Work item
Output, without alteration, the first line of the entries and each line after it, stopping with the line that contains "for operand in".

Data for this exercise
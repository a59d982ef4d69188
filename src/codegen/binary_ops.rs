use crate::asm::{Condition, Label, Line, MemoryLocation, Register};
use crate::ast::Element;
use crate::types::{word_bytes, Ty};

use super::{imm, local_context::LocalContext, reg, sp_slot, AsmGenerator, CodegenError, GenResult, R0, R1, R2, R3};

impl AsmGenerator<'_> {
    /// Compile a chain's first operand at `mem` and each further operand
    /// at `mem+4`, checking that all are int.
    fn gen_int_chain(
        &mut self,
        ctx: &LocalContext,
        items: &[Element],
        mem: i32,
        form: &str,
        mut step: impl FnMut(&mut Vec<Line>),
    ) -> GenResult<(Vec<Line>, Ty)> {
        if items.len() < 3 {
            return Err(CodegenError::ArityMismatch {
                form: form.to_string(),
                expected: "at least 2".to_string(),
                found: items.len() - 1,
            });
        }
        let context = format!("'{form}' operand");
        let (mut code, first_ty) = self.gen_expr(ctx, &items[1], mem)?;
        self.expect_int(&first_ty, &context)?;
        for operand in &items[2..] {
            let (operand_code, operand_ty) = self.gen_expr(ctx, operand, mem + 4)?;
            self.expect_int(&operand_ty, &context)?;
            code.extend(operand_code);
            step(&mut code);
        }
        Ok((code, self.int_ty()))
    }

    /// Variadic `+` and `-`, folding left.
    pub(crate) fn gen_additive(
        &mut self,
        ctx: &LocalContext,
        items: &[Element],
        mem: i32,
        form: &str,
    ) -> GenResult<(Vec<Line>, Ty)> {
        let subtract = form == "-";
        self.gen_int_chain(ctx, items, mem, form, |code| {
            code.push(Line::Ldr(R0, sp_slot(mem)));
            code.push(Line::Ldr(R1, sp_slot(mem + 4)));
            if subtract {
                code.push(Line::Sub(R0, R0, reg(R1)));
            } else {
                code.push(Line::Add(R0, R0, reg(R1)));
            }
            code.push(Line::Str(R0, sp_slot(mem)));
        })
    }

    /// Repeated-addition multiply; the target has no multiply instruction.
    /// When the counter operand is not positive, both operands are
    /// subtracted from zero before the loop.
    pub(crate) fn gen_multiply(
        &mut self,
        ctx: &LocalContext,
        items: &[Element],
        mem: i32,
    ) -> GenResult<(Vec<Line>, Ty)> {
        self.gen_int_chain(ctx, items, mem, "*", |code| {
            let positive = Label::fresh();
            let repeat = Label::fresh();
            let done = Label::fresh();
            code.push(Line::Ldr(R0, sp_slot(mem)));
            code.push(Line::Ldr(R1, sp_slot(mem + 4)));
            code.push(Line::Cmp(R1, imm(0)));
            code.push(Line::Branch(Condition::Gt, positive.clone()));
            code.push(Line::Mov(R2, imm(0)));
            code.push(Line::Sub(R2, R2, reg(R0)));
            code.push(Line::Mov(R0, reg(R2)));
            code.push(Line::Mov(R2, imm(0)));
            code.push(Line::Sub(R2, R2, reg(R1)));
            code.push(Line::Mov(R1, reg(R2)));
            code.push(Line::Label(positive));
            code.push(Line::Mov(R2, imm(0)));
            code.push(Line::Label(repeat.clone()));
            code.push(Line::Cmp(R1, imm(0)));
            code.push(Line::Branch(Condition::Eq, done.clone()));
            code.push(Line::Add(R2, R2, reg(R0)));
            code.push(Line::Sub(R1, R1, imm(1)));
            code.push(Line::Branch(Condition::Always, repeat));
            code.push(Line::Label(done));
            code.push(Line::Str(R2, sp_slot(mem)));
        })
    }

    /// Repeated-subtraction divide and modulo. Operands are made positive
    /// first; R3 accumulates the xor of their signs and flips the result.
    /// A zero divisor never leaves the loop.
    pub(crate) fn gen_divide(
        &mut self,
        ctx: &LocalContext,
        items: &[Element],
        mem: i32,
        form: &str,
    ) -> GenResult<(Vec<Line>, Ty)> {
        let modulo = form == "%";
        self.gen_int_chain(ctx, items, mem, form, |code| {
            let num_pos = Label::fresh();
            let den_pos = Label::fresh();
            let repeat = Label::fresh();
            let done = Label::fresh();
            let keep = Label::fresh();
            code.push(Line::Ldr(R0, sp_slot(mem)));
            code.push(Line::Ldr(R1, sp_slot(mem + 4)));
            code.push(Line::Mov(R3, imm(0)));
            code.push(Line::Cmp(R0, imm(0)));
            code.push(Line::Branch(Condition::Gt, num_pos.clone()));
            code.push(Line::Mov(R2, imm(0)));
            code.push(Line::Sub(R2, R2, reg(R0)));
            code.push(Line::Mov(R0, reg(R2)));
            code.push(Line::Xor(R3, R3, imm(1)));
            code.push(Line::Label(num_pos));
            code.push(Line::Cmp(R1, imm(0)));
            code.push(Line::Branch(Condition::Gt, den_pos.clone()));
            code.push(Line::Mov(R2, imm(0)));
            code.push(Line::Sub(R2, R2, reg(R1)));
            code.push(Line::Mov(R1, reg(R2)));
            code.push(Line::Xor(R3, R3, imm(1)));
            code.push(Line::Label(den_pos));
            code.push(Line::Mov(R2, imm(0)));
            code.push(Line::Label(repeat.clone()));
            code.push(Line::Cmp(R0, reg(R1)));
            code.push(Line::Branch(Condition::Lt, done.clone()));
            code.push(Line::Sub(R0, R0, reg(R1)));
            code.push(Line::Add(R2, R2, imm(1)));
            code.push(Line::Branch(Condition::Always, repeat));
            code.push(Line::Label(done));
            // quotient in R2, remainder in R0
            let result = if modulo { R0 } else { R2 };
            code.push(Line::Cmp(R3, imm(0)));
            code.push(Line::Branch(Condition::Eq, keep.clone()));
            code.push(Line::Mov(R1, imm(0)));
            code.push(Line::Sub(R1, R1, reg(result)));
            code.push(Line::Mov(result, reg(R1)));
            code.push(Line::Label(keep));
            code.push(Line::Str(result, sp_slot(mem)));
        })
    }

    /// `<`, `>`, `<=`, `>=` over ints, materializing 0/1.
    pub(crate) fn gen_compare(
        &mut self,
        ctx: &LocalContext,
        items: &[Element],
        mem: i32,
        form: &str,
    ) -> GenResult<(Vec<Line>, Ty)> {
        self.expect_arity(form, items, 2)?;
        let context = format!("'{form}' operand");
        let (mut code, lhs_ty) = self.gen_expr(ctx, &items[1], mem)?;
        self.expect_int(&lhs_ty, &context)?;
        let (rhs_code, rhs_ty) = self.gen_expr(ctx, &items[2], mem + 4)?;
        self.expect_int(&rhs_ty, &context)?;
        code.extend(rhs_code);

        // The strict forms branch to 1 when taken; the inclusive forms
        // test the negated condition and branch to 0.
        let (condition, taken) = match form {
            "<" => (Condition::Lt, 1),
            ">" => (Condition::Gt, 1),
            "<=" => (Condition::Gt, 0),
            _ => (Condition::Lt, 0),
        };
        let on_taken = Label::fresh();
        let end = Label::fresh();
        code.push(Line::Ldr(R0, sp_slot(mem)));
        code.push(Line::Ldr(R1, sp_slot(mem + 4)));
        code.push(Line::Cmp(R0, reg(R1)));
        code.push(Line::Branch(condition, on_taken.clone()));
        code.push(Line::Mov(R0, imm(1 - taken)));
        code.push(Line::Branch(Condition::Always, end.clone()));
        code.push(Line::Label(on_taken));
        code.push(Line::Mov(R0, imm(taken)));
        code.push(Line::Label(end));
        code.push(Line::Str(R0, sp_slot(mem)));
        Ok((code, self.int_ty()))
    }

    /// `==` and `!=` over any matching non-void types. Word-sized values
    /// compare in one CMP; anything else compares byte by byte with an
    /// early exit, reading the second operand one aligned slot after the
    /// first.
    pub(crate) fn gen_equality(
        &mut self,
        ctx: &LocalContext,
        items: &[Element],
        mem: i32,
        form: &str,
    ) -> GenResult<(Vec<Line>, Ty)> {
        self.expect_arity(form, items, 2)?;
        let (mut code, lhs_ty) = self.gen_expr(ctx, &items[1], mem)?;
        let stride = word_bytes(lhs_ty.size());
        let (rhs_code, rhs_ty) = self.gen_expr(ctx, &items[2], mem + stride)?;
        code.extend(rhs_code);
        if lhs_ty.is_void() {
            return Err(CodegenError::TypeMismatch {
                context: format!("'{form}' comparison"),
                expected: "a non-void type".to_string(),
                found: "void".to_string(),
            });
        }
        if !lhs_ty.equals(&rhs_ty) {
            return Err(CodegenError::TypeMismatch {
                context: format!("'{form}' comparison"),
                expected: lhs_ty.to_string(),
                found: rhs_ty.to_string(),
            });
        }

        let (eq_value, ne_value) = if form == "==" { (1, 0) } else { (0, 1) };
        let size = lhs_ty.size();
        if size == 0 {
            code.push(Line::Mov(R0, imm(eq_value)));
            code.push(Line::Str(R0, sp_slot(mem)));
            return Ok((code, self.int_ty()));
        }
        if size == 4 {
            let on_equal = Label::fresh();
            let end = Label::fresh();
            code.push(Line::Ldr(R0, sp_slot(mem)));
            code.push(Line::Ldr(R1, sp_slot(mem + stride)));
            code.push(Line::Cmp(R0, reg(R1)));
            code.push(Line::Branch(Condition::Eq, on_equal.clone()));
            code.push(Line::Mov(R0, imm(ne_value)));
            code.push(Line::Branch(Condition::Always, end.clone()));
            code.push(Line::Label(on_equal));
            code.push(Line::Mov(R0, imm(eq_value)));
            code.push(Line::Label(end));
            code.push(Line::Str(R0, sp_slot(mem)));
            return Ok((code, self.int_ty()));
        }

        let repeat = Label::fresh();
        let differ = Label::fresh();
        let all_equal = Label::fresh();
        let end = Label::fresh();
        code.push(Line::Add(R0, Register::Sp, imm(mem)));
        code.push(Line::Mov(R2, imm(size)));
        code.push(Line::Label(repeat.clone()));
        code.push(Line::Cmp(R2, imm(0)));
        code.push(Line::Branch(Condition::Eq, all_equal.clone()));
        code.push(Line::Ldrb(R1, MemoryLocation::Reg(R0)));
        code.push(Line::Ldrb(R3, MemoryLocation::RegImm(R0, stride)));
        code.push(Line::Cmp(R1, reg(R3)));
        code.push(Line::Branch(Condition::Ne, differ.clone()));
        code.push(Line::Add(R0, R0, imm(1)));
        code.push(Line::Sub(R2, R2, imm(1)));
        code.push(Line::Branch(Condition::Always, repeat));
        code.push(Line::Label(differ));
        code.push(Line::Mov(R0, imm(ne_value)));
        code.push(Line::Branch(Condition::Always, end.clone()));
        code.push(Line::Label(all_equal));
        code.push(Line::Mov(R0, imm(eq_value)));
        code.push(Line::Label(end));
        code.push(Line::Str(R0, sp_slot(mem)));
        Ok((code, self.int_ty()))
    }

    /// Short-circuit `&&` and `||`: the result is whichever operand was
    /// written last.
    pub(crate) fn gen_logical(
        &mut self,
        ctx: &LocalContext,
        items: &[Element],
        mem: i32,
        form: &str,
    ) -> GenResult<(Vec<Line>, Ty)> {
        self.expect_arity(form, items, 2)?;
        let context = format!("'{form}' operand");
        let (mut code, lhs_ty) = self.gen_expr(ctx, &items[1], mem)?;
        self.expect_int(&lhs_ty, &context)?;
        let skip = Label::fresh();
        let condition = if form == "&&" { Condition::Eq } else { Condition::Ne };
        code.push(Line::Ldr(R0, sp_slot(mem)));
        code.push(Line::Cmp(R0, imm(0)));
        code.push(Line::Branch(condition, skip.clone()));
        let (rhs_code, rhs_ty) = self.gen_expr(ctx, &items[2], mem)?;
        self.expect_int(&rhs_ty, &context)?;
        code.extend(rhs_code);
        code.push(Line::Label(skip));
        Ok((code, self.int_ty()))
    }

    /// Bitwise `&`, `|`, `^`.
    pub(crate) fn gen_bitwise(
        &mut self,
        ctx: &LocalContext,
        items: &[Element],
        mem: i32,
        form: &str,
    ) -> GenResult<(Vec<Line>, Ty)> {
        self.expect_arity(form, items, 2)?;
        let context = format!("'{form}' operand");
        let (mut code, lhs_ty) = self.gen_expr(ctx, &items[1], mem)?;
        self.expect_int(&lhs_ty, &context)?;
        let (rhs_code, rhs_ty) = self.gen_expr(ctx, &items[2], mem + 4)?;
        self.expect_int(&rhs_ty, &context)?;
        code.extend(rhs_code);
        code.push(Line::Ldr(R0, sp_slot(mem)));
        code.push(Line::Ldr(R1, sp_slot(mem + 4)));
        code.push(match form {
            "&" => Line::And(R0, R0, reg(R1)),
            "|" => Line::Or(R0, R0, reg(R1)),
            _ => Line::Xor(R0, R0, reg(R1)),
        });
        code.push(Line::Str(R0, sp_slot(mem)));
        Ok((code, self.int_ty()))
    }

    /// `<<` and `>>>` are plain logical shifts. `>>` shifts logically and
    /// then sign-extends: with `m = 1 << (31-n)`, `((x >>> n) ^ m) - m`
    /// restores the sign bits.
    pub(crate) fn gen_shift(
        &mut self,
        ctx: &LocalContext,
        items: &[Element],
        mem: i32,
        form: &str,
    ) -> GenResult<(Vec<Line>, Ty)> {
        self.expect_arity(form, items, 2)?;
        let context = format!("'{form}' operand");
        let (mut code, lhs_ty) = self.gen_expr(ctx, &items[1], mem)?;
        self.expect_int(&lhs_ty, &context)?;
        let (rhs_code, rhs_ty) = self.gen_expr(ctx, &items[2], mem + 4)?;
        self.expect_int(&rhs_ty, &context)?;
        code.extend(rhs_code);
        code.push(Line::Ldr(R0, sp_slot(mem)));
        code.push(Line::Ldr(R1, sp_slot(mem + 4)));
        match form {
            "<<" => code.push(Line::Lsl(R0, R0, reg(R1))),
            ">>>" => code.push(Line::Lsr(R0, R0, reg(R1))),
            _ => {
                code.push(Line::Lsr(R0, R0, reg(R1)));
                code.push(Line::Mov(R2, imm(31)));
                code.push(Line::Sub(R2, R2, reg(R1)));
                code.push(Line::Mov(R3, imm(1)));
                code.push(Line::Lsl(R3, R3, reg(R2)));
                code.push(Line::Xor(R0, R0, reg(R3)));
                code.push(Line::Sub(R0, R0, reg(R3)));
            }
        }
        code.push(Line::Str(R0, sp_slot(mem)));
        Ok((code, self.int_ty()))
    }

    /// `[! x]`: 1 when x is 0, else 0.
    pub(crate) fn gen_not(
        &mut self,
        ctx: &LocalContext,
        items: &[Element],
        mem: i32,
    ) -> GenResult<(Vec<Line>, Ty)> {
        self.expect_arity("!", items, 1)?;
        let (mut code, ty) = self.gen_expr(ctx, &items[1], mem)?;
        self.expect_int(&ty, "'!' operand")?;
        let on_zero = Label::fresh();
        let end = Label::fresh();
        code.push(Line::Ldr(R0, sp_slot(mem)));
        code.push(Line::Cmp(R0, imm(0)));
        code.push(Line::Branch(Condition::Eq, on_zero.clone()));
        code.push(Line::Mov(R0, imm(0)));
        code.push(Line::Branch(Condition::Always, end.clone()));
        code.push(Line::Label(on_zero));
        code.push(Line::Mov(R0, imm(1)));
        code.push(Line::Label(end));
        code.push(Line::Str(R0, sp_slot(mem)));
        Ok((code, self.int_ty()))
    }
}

Output below
repository a59d982ef4d69188
filename src/codegen/binary_ops.rs
use crate::asm::{Condition, Label, Line, MemoryLocation, Register};
use crate::ast::Element;
use crate::types::{word_bytes, Ty};

use super::{imm, local_context::LocalContext, reg, sp_slot, AsmGenerator, CodegenError, GenResult, R0, R1, R2, R3};

impl AsmGenerator<'_> {
    /// Compile a chain's first operand at `mem` and each further operand
    /// at `mem+4`, checking that all are int.
    fn gen_int_chain(
        &mut self,
        ctx: &LocalContext,
        items: &[Element],
        mem: i32,
        form: &str,
        mut step: impl FnMut(&mut Vec<Line>),
    ) -> GenResult<(Vec<Line>, Ty)> {
        if items.len() < 3 {
            return Err(CodegenError::ArityMismatch {
                form: form.to_string(),
                expected: "at least 2".to_string(),
                found: items.len() - 1,
            });
        }
        let context = format!("'{form}' operand");
        let (mut code, first_ty) = self.gen_expr(ctx, &items[1], mem)?;
        self.expect_int(&first_ty, &context)?;
        for operand in &items[2..] {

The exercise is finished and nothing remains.